Directions for this task:
If a line in the entries below includes "their", show that line.

Saved entries:
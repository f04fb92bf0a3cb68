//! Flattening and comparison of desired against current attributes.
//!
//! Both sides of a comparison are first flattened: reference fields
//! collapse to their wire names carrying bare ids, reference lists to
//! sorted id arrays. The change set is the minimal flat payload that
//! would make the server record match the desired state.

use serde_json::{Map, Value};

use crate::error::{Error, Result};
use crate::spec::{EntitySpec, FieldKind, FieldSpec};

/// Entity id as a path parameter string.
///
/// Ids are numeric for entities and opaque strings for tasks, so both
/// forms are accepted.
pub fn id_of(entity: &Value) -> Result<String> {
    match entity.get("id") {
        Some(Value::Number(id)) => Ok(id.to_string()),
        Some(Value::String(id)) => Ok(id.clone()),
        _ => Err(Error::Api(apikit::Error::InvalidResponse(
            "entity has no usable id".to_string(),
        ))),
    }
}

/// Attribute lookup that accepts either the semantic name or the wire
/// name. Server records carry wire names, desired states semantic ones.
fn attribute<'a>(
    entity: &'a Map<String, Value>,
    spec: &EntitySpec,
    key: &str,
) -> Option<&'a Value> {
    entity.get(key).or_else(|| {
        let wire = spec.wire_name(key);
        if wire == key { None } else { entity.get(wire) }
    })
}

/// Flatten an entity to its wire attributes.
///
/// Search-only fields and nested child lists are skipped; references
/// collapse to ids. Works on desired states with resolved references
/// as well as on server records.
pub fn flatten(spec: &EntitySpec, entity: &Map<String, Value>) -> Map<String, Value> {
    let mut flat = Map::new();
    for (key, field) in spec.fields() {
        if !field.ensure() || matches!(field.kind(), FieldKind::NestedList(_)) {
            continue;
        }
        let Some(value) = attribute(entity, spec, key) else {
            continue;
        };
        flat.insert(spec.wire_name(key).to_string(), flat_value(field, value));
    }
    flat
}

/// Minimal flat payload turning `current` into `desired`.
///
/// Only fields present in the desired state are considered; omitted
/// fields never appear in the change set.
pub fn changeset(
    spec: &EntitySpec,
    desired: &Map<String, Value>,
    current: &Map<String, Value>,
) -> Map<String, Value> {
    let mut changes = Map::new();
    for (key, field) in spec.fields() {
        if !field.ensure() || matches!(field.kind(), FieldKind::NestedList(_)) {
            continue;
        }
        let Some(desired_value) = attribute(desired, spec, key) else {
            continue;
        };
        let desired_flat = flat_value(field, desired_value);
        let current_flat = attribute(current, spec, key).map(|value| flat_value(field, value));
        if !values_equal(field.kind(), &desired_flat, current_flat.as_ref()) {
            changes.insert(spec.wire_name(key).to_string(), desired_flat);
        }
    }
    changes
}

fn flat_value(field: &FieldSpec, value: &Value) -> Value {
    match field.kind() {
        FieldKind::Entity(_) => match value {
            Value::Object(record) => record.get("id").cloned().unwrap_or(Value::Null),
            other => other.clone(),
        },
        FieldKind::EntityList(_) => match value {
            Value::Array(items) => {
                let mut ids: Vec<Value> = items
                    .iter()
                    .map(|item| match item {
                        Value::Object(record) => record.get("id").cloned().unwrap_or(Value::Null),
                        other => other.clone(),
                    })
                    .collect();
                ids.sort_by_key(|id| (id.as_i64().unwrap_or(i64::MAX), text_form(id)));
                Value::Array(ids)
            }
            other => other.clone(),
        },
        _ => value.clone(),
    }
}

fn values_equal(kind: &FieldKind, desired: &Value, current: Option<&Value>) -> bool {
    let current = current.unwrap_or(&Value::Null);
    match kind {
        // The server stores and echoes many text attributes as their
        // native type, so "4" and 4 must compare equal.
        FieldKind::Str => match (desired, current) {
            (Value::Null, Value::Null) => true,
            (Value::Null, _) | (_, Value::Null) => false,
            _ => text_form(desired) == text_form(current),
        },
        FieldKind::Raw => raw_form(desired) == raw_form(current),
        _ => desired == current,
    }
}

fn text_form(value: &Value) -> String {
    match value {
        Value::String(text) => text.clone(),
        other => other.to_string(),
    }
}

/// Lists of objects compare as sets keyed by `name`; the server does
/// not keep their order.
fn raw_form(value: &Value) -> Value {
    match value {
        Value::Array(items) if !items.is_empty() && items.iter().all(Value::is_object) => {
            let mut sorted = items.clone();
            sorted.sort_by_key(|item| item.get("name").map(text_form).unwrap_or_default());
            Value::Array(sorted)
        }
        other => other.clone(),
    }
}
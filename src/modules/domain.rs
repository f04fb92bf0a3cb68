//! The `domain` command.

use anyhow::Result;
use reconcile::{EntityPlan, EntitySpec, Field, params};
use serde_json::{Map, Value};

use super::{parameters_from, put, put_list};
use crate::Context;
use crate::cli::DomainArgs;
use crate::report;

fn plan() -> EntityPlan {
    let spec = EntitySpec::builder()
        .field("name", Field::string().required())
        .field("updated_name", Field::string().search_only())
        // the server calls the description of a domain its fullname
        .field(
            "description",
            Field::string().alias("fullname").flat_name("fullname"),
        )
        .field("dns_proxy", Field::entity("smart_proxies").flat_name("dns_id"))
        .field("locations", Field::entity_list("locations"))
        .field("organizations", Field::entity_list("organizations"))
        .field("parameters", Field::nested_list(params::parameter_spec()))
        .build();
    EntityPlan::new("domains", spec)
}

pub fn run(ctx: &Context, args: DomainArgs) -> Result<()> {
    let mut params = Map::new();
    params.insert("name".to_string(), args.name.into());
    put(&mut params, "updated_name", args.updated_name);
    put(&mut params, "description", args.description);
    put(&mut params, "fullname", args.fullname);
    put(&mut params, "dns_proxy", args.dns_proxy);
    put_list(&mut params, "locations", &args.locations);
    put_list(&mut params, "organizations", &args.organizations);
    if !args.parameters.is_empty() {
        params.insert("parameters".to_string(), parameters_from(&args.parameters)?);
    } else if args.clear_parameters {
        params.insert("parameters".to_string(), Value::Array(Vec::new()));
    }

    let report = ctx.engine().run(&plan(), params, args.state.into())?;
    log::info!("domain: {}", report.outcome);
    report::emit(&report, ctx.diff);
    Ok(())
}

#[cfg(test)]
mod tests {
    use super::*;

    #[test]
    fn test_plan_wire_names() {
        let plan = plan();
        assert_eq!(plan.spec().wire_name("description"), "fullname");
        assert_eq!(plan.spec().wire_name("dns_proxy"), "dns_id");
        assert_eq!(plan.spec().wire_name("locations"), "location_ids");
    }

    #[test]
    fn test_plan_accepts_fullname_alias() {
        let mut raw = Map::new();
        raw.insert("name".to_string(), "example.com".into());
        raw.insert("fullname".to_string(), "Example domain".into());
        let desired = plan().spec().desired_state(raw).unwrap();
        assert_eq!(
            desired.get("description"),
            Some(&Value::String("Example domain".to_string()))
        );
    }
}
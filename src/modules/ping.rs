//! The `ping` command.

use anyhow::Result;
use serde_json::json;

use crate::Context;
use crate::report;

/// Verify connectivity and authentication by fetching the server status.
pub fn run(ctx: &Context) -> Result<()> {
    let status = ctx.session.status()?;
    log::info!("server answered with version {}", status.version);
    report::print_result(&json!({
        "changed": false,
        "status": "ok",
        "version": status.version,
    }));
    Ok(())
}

Answer to this exercise:
//! collapse to their wire names carrying bare ids, reference lists to
        // The server stores and echoes many text attributes as their
/// not keep their order.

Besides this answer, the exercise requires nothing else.